Uma equipe de cientistas taiwaneses e norte-americanos produziram árvores de eucalipto geneticamente modificadas (GM) capazes de captar até três vezes mais dióxido de carbono (CO2) que os eucaliptos comuns. Segundo o grupo de pesquisadores, esta é a mais nova alternativa para reduzir a emissão de gases do efeito estufa e, conseqüentemente, o aquecimento global.
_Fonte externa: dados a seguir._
// src/config/model.rs

use serde::Deserialize;

/// Top-level configuration as read from a TOML file.
///
/// ```toml
/// [mounts]
/// miseq = "/mnt/miseq"
/// nas = "/mnt/nas"
/// node = "/hdfs"
///
/// [intake]
/// folder = "To_Assemble"
///
/// [pipeline]
/// command = "/usr/local/bin/assemble"
/// reference = "/mnt/nas/assemblydatabases"
///
/// [cycle]
/// sleep_secs = 1200
/// ```
///
/// All sections are optional and have reasonable defaults.
#[derive(Debug, Clone, Default, Deserialize)]
pub struct ConfigFile {
    /// Mount points from `[mounts]`.
    #[serde(default)]
    pub mounts: MountsSection,

    /// Intake folder settings from `[intake]`.
    #[serde(default)]
    pub intake: IntakeSection,

    /// External pipeline invocation from `[pipeline]`.
    #[serde(default)]
    pub pipeline: PipelineSection,

    /// Loop pacing from `[cycle]`.
    #[serde(default)]
    pub cycle: CycleSection,
}

/// `[mounts]` section.
#[derive(Debug, Clone, Deserialize)]
pub struct MountsSection {
    /// Mount point of the MiSeq instrument. Retained for compatibility;
    /// the core loop does not read from it.
    #[serde(default = "default_miseq_mount")]
    pub miseq: String,

    /// Mount point of the shared NAS.
    #[serde(default = "default_nas_mount")]
    pub nas: String,

    /// Mount point of the destination folder on the processing node.
    #[serde(default = "default_node_mount")]
    pub node: String,
}

fn default_miseq_mount() -> String {
    "/mnt/miseq".to_string()
}

fn default_nas_mount() -> String {
    "/mnt/nas".to_string()
}

fn default_node_mount() -> String {
    "/hdfs".to_string()
}

impl Default for MountsSection {
    fn default() -> Self {
        Self {
            miseq: default_miseq_mount(),
            nas: default_nas_mount(),
            node: default_node_mount(),
        }
    }
}

/// `[intake]` section.
#[derive(Debug, Clone, Deserialize)]
pub struct IntakeSection {
    /// Name of the folder containing run directories to be assembled.
    /// Must be a folder name directly under the NAS mount, e.g.
    /// `/mnt/nas/To_Assemble`.
    #[serde(default = "default_intake_folder")]
    pub folder: String,
}

fn default_intake_folder() -> String {
    "To_Assemble".to_string()
}

impl Default for IntakeSection {
    fn default() -> Self {
        Self {
            folder: default_intake_folder(),
        }
    }
}

/// `[pipeline]` section.
#[derive(Debug, Clone, Deserialize)]
pub struct PipelineSection {
    /// Path of the external assembly executable.
    #[serde(default = "default_pipeline_command")]
    pub command: String,

    /// Fixed auxiliary-resource path, passed as the first positional
    /// argument on every invocation.
    #[serde(default = "default_pipeline_reference")]
    pub reference: String,
}

fn default_pipeline_command() -> String {
    "assemble".to_string()
}

fn default_pipeline_reference() -> String {
    "/mnt/nas/assemblydatabases".to_string()
}

impl Default for PipelineSection {
    fn default() -> Self {
        Self {
            command: default_pipeline_command(),
            reference: default_pipeline_reference(),
        }
    }
}

/// `[cycle]` section.
#[derive(Debug, Clone, Deserialize)]
pub struct CycleSection {
    /// Seconds to sleep between each search for new runs.
    #[serde(default = "default_sleep_secs")]
    pub sleep_secs: u64,
}

fn default_sleep_secs() -> u64 {
    1200
}

impl Default for CycleSection {
    fn default() -> Self {
        Self {
            sleep_secs: default_sleep_secs(),
        }
    }
}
Com o apoio do Conselho Nacional para a Ciência (EUA), os membros do Instituto de Pesquisas Florestais de Taiwan (TFRI) e a Universidade do Estado da Carolina do Norte (EUA) engajaram-se no projeto, e, ao final, conseguiram desenvolver eucaliptos geneticamente modificados que não apenas absorvem mais CO2 que o normal, como também produzem menos lignina e mais celulose.

Segundo Chen Zenn-zong do TFRI, a celulose fabricada pelas árvores é aproveitada nos processos comerciais para a fabricação de polpa de papel. Chen explicou que a idéia por trás do projeto é usar a modificação genética para aumentar o valor dos eucaliptos em relação a suas diferentes aplicações industriais. Por essa razão, a intenção é modificar a relação celulose/lignina. “Ao mesmo tempo, aumentamos a capacidade dessas árvores absorverem CO2, o que reduz a quantidade de gases de efeito estufa na atmosfera”, completou.

Chen estima que, com os eucaliptos transgênicos, que têm 18% a menos lignina e 4,5% mais celulose, a indústria de polpa de papel seria beneficiada com US$ 36 milhões anualmente. E, de quebra, contribuiriam para diminuir dos efeitos do aquecimento global.